Photo: Valentine Bourrat |
Yogyakarta. Timipotu News. Butuh empat bulan untuk mempersiapkan kedatangan kami di Papua. Saya menghubungi puluhan LSM dan aktivis yang dikenal di Amerika Serikat, Inggris dan Australia. Mereka semua berbagi pendapat yang sama: tidak ada cara kita bisa membuat film dokumenter tentang perjuangan kemerdekaan Papua dengan visa jurnalis. Jika kita telah memutuskan untuk membuat permintaan, itu bisa diberikan. Tapi kita akan terpaksa berbohong tentang nyata subjek dokumenter Anda. Tidak ada kemungkinan bahwa pemerintah akan memberikan kita visa jurnalis untuk memenuhi pemberontak Papua di Kabupaten Jayapura, Raja Ampat, dan Jayawijaya. Mereka menunjuk seseorang dari polisi atau militer untuk mengikuti kami 24/7. Jadi satu-satunya pilihan kami adalah untuk memasuki Papua dengan visa turis. Itu ilegal sehingga situasi yang sangat stres. Tapi, seperti yang dialami wartawan, kita digunakan untuk dipaksa untuk menggunakan metode ini di negara yang membatasi akses ke pers. Kami juga menempatkan orang-orang yang kita temui. Tapi mereka semua bersedia mengambil risiko ini. Karena mereka yakin perjuangan mereka adalah adil.
Kami mulai dokumenter kami di Raja Ampat, untuk menjelaskan bagaimana Tanah Papua yang telah tercemar dan dieksploitasi tanpa memperhatikan penduduk asli. Kami mengikuti nelayan yang menunjukkan kita kehancuran ekosistem laut. Para penduduk desa terkejut bahwa wartawan Perancis datang jauh-jauh ke pulau-pulau terpencil untuk menyelidiki tentang pertambangan nikel. Mereka semua ingin menunjukkan kepada kita lokasi bekas tambang, lubang besar yang menghancurkan setengah dari lanskap pulau surga kecil mereka. Kami tidur di desa dan menawarkan makanan. Atmosfer adalah sangat ramah.
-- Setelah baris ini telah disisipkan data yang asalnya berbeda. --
use axum::{
    Json, Router,
    extract::{Multipart, Path, Query, State, multipart::Field},
    http::StatusCode,
    routing::get,
};
use uuid::Uuid;

use crate::{
    dto::products::{ProductDetail, ProductFacets, ProductForm, ProductList, UploadedImage},
    error::{AppError, AppResult},
    middleware::auth::AuthUser,
    models::Product,
    response::ApiResponse,
    routes::params::ProductQuery,
    services::product_service,
    state::AppState,
};

pub fn router() -> Router<AppState> {
    Router::new()
        .route("/", get(list_products).post(create_product))
        .route("/facets", get(product_facets))
        .route(
            "/{id}",
            get(get_product).put(update_product).delete(delete_product),
        )
}

async fn field_text(field: Field<'_>) -> AppResult<String> {
    field
        .text()
        .await
        .map_err(|e| AppError::bad_request(e.body_text()))
}

/// Collects the product form fields. Unknown parts are ignored.
pub async fn read_product_form(mut multipart: Multipart) -> AppResult<ProductForm> {
    let mut form = ProductForm::default();
    while let Some(field) = multipart
        .next_field()
        .await
        .map_err(|e| AppError::bad_request(e.body_text()))?
    {
        let name = field.name().unwrap_or_default().to_string();
        match name.as_str() {
            "image" => {
                let file_name = field.file_name().unwrap_or("image").to_string();
                let content_type = field
                    .content_type()
                    .unwrap_or("application/octet-stream")
                    .to_string();
                let bytes = field
                    .bytes()
                    .await
                    .map_err(|e| AppError::bad_request(e.body_text()))?;
                if !bytes.is_empty() {
                    form.image = Some(UploadedImage {
                        file_name,
                        content_type,
                        bytes: bytes.to_vec(),
                    });
                }
            }
            "name" => form.name = Some(field_text(field).await?),
            "part" => form.part = Some(field_text(field).await?),
            "brand" => form.brand = Some(field_text(field).await?),
            "price" => form.price = Some(field_text(field).await?),
            "stock" => form.stock = Some(field_text(field).await?),
            "description" => form.description = Some(field_text(field).await?),
            "specifications" => form.specifications = Some(field_text(field).await?),
            "image_path" => form.image_path = Some(field_text(field).await?),
            other => tracing::debug!(field = other, "ignoring unknown product form field"),
        }
    }
    Ok(form)
}

#[utoipa::path(
    get,
    path = "/api/products",
    params(ProductQuery),
    responses(
        (status = 200, description = "List products", body = ApiResponse<ProductList>)
    ),
    tag = "Products"
)]
pub async fn list_products(
    State(state): State<AppState>,
    Query(query): Query<ProductQuery>,
) -> AppResult<Json<ApiResponse<ProductList>>> {
    let resp = product_service::list_products(&state, query).await?;
    Ok(Json(resp))
}

#[utoipa::path(
    get,
    path = "/api/products/facets",
    responses(
        (status = 200, description = "Distinct parts and brands", body = ApiResponse<ProductFacets>)
    ),
    tag = "Products"
)]
pub async fn product_facets(
    State(state): State<AppState>,
) -> AppResult<Json<ApiResponse<ProductFacets>>> {
    let resp = product_service::product_facets(&state).await?;
    Ok(Json(resp))
}

#[utoipa::path(
    get,
    path = "/api/products/{id}",
    params(
        ("id" = Uuid, Path, description = "Product ID")
    ),
    responses(
        (status = 200, description = "Product with rating summary", body = ApiResponse<ProductDetail>),
        (status = 404, description = "Product not found")
    ),
    tag = "Products"
)]
pub async fn get_product(
    State(state): State<AppState>,
    Path(id): Path<Uuid>,
) -> AppResult<Json<ApiResponse<ProductDetail>>> {
    let resp = product_service::get_product(&state, id).await?;
    Ok(Json(resp))
}

#[utoipa::path(
    post,
    path = "/api/products",
    request_body(content = ProductForm, content_type = "multipart/form-data"),
    responses(
        (status = 201, description = "Create product", body = ApiResponse<Product>),
        (status = 400, description = "Missing or invalid field"),
        (status = 403, description = "Staff only")
    ),
    security(("bearer_auth" = [])),
    tag = "Products"
)]
pub async fn create_product(
    State(state): State<AppState>,
    user: AuthUser,
    multipart: Multipart,
) -> AppResult<(StatusCode, Json<ApiResponse<Product>>)> {
    let form = read_product_form(multipart).await?;
    let resp = product_service::create_product(&state, &user, form).await?;
    Ok((StatusCode::CREATED, Json(resp)))
}

#[utoipa::path(
    put,
    path = "/api/products/{id}",
    params(
        ("id" = Uuid, Path, description = "Product ID")
    ),
    request_body(content = ProductForm, content_type = "multipart/form-data"),
    responses(
        (status = 200, description = "Update product", body = ApiResponse<Product>),
        (status = 404, description = "Product not found")
    ),
    security(("bearer_auth" = [])),
    tag = "Products"
)]
pub async fn update_product(
    State(state): State<AppState>,
    user: AuthUser,
    Path(id): Path<Uuid>,
    multipart: Multipart,
) -> AppResult<Json<ApiResponse<Product>>> {
    let form = read_product_form(multipart).await?;
    let resp = product_service::update_product(&state, &user, id, form).await?;
    Ok(Json(resp))
}

#[utoipa::path(
    delete,
    path = "/api/products/{id}",
    params(
        ("id" = Uuid, Path, description = "Product ID")
    ),
    responses(
        (status = 200, description = "Delete product", body = ApiResponse<serde_json::Value>),
        (status = 404, description = "Product not found"),
        (status = 409, description = "Product is referenced by orders")
    ),
    security(("bearer_auth" = [])),
    tag = "Products"
)]
pub async fn delete_product(
    State(state): State<AppState>,
    user: AuthUser,
    Path(id): Path<Uuid>,
) -> AppResult<Json<ApiResponse<serde_json::Value>>> {
    let resp = product_service::delete_product(&state, &user, id).await?;
    Ok(Json(resp))
}
use utoipa::{
    Modify, OpenApi,
    openapi::{
        self,
        OpenApi as OpenApiSpec,
        security::{HttpAuthScheme, HttpBuilder, SecurityScheme},
    },
};
use utoipa_scalar::{Scalar, Servable};

use crate::{
    dto::{
        addresses::CreateAddressRequest,
        admin::{CreateImportRequest, ImportLogEntry, LowStockQuery, UpdateUserRoleRequest},
        auth::{
            AuthResponse, ForgotPasswordRequest, LoginRequest, RegisterRequest, ResetCodeIssued,
            ResetPasswordRequest, VerifyResetRequest,
        },
        cart::{AddToCartRequest, CartLine, CartList, UpdateCartRequest},
        consultations::{AdminConsultation, CreateConsultationRequest, UpdateConsultationStatusRequest},
        diagnose::{DiagnoseForm, DiagnoseUnavailable},
        orders::{
            CheckoutItem, CheckoutRequest, DeliveryInfo, InstallationChoice, OrderList,
            OrderWithItems, UpdateOrderStatusRequest,
        },
        products::{ProductDetail, ProductFacets, ProductForm, ProductList},
        reviews::{AdminReview, CreateReviewRequest},
        stats::{DailyOrders, Overview, TopProduct},
    },
    models::{
        Address, CartItem, Consultation, ConsultationStatus, ImportLog, InstallationMethod, Order,
        OrderItem, OrderLine, OrderStatus, PaymentMethod, Product, Review, Role, User,
    },
    response::{ApiResponse, Meta},
    routes::{
        addresses, admin, auth, cart, consultations, diagnose, health, orders, params, products,
        reviews, stats,
    },
};

struct SecurityAddon;

impl Modify for SecurityAddon {
    fn modify(&self, openapi: &mut openapi::OpenApi) {
        let components = openapi.components.get_or_insert_with(Default::default);
        components.add_security_scheme(
            "bearer_auth",
            SecurityScheme::Http(
                HttpBuilder::new()
                    .scheme(HttpAuthScheme::Bearer)
                    .bearer_format("JWT")
                    .build(),
            ),
        );
    }
}

#[derive(OpenApi)]
#[openapi(
    info(title = "Autoparts API", description = "Storefront and back office for an auto parts shop"),
    paths(
        health::health_check,
        auth::register,
        auth::login,
        auth::forgot_password,
        auth::verify_reset,
        auth::reset_password,
        auth::me,
        products::list_products,
        products::product_facets,
        products::get_product,
        products::create_product,
        products::update_product,
        products::delete_product,
        cart::cart_list,
        cart::add_to_cart,
        cart::update_cart_item,
        cart::remove_from_cart,
        cart::clear_cart,
        orders::place_order,
        orders::my_orders,
        orders::get_order,
        orders::confirm_received,
        addresses::list_addresses,
        addresses::create_address,
        addresses::set_default_address,
        addresses::delete_address,
        reviews::list_reviews,
        reviews::create_review,
        consultations::create_consultation,
        admin::list_users,
        admin::update_user_role,
        admin::delete_user,
        admin::list_all_orders,
        admin::get_order_admin,
        admin::update_order_status,
        admin::list_reviews,
        admin::delete_review,
        admin::list_consultations,
        admin::update_consultation_status,
        admin::list_imports,
        admin::create_import,
        admin::list_low_stock,
        stats::overview,
        stats::traffic,
        stats::ping,
        diagnose::diagnose
    ),
    components(
        schemas(
            User,
            Role,
            Product,
            CartItem,
            Order,
            OrderItem,
            OrderLine,
            OrderStatus,
            InstallationMethod,
            PaymentMethod,
            Review,
            Consultation,
            ConsultationStatus,
            ImportLog,
            Address,
            RegisterRequest,
            LoginRequest,
            ForgotPasswordRequest,
            VerifyResetRequest,
            ResetPasswordRequest,
            AuthResponse,
            ResetCodeIssued,
            ProductForm,
            ProductList,
            ProductDetail,
            ProductFacets,
            AddToCartRequest,
            UpdateCartRequest,
            CartLine,
            CartList,
            CheckoutItem,
            DeliveryInfo,
            InstallationChoice,
            CheckoutRequest,
            UpdateOrderStatusRequest,
            OrderWithItems,
            OrderList,
            CreateAddressRequest,
            CreateReviewRequest,
            AdminReview,
            CreateConsultationRequest,
            UpdateConsultationStatusRequest,
            AdminConsultation,
            UpdateUserRoleRequest,
            CreateImportRequest,
            ImportLogEntry,
            LowStockQuery,
            TopProduct,
            Overview,
            DailyOrders,
            DiagnoseForm,
            DiagnoseUnavailable,
            params::Pagination,
            params::ProductQuery,
            params::OrderListQuery,
            health::HealthData,
            Meta,
            ApiResponse<Product>,
            ApiResponse<ProductList>,
            ApiResponse<OrderWithItems>,
            ApiResponse<OrderList>,
            ApiResponse<AuthResponse>
        )
    ),
    security(
        ("bearer_auth" = [])
    ),
    modifiers(&SecurityAddon),
    tags(
        (name = "Health", description = "Health check endpoint"),
        (name = "Auth", description = "Registration, login and password reset"),
        (name = "Products", description = "Catalog endpoints"),
        (name = "Cart", description = "Cart endpoints"),
        (name = "Orders", description = "Checkout and order history"),
        (name = "Addresses", description = "Saved delivery addresses"),
        (name = "Reviews", description = "Product reviews"),
        (name = "Consultations", description = "Consultation requests"),
        (name = "Admin", description = "Back office endpoints"),
        (name = "Stats", description = "Dashboard statistics"),
        (name = "Diagnose", description = "Photo based damage detection"),
    )
)]
pub struct ApiDoc;

pub fn scalar_docs() -> Scalar<OpenApiSpec> {
    Scalar::with_url("/docs", ApiDoc::openapi())
}
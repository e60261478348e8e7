use autoparts_api::{
    config::AppConfig,
    db::{create_pool, run_migrations},
    models::Role,
    services::auth_service::hash_password,
};
use serde_json::json;
use uuid::Uuid;

#[tokio::main]
async fn main() -> anyhow::Result<()> {
    dotenvy::dotenv().ok();
    let config = AppConfig::from_env()?;

    let pool = create_pool(&config.database_url).await?;
    // Ensure migrations are applied.
    run_migrations(&pool).await?;

    let admin_id = ensure_user(&pool, "Admin", "admin@autoparts.local", "Admin@123", Role::Admin).await?;
    let staff_id = ensure_user(&pool, "Staff", "staff@autoparts.local", "Staff@123", Role::Staff).await?;
    let customer_id =
        ensure_user(&pool, "Customer", "customer@autoparts.local", "Customer@123", Role::User).await?;
    let inserted = seed_products(&pool).await?;

    println!(
        "Seed completed. Admin: {admin_id}, Staff: {staff_id}, Customer: {customer_id}, new products: {inserted}"
    );
    Ok(())
}

async fn ensure_user(
    pool: &sqlx::PgPool,
    name: &str,
    email: &str,
    password: &str,
    role: Role,
) -> anyhow::Result<Uuid> {
    let password_hash = hash_password(password).map_err(|e| anyhow::anyhow!(e.to_string()))?;

    let (user_id,): (Uuid,) = sqlx::query_as(
        r#"
        INSERT INTO users (id, name, email, password_hash, role)
        VALUES ($1, $2, $3, $4, $5)
        ON CONFLICT (email) DO UPDATE SET role = EXCLUDED.role
        RETURNING id
        "#,
    )
    .bind(Uuid::new_v4())
    .bind(name)
    .bind(email)
    .bind(password_hash)
    .bind(role.as_str())
    .fetch_one(pool)
    .await?;

    println!("Ensured user {email} (role={role})");
    Ok(user_id)
}

async fn seed_products(pool: &sqlx::PgPool) -> anyhow::Result<u64> {
    let products = vec![
        (
            "Front brake pads (ceramic)",
            "brakes",
            "Brembo",
            850_000_i64,
            40,
            "Low-dust ceramic pads for most compact sedans.",
            json!({ "position": "front", "material": "ceramic" }),
        ),
        (
            "Oil filter",
            "engine",
            "Bosch",
            120_000,
            150,
            "Spin-on oil filter, replace every 5,000 km.",
            json!({ "thread": "3/4-16 UNF" }),
        ),
        (
            "Iridium spark plug",
            "engine",
            "NGK",
            180_000,
            200,
            "Long-life iridium tip.",
            json!({ "gap_mm": 1.1 }),
        ),
        (
            "Wiper blade 24\"",
            "exterior",
            "Denso",
            150_000,
            80,
            "Frameless all-season wiper blade.",
            json!({ "length_in": 24 }),
        ),
        (
            "LED headlight bulb H4",
            "lighting",
            "Philips",
            650_000,
            3,
            "6000K LED conversion bulb pair.",
            json!({ "socket": "H4", "color_temp_k": 6000 }),
        ),
        (
            "12V battery 60Ah",
            "electrical",
            "GS",
            1_750_000,
            12,
            "Maintenance-free lead-acid battery.",
            json!({ "capacity_ah": 60, "cca": 540 }),
        ),
        (
            "Dash camera 2K",
            "interior",
            "70mai",
            1_290_000,
            25,
            "Front dash camera with night vision.",
            json!({ "resolution": "2560x1440" }),
        ),
    ];

    let mut inserted = 0;
    for (name, part, brand, price, stock, description, specifications) in products {
        let result = sqlx::query(
            r#"
            INSERT INTO products (id, name, part, brand, price, stock, description, specifications)
            SELECT $1, $2, $3, $4, $5, $6, $7, $8
            WHERE NOT EXISTS (SELECT 1 FROM products WHERE name = $2)
            "#,
        )
        .bind(Uuid::new_v4())
        .bind(name)
        .bind(part)
        .bind(brand)
        .bind(price)
        .bind(stock)
        .bind(description)
        .bind(specifications)
        .execute(pool)
        .await?;
        inserted += result.rows_affected();
    }

    println!("Seeded products");
    Ok(inserted)
}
Photo: PBB - HRC28 - Side Event (Rabu 18 Maret, 10-11: 30, Room XXIII) |
Kami kemudian bertemu polisi Papua Sorong dan difilmkan pertemuan para kepala daerah dari gerakan kemerdekaan. Orang meyakinkan kami bahwa tidak ada orang Indonesia akan datang untuk memata-matai karena sejak beberapa tahun, mereka ditoleransi semacam ini pertemuan. Semua orang sangat senang dan bangga melihat bahwa kami berada di sini untuk melaporkan perjuangan mereka untuk kemerdekaan. Kami merasa aman. Kami juga sempat bertemu kepala KNPB lokal (Komite Nasional Papua Barat, sebuah organisasi pemuda).
Ketika kami berada di tahanan, Kami mendengar bahwa Marthinus Yohame diculik dan dibunuh. Tubuhnya dibuang dan ditemukan pada tanggal 25 Agustus, di laut, di dalam karung dan tangan dan kakinya diikat. Wajahnya hancur berkeping-keping. Sebelum penculikan dan pembunuhan, ada rumor bahwa KNPB adalah untuk menaikkan bendera kemerdekaan Papua selama kunjungan Presiden Indonesia Susilo Bambang Yudhoyono di Raja Ampat pada bulan Agustus 2014.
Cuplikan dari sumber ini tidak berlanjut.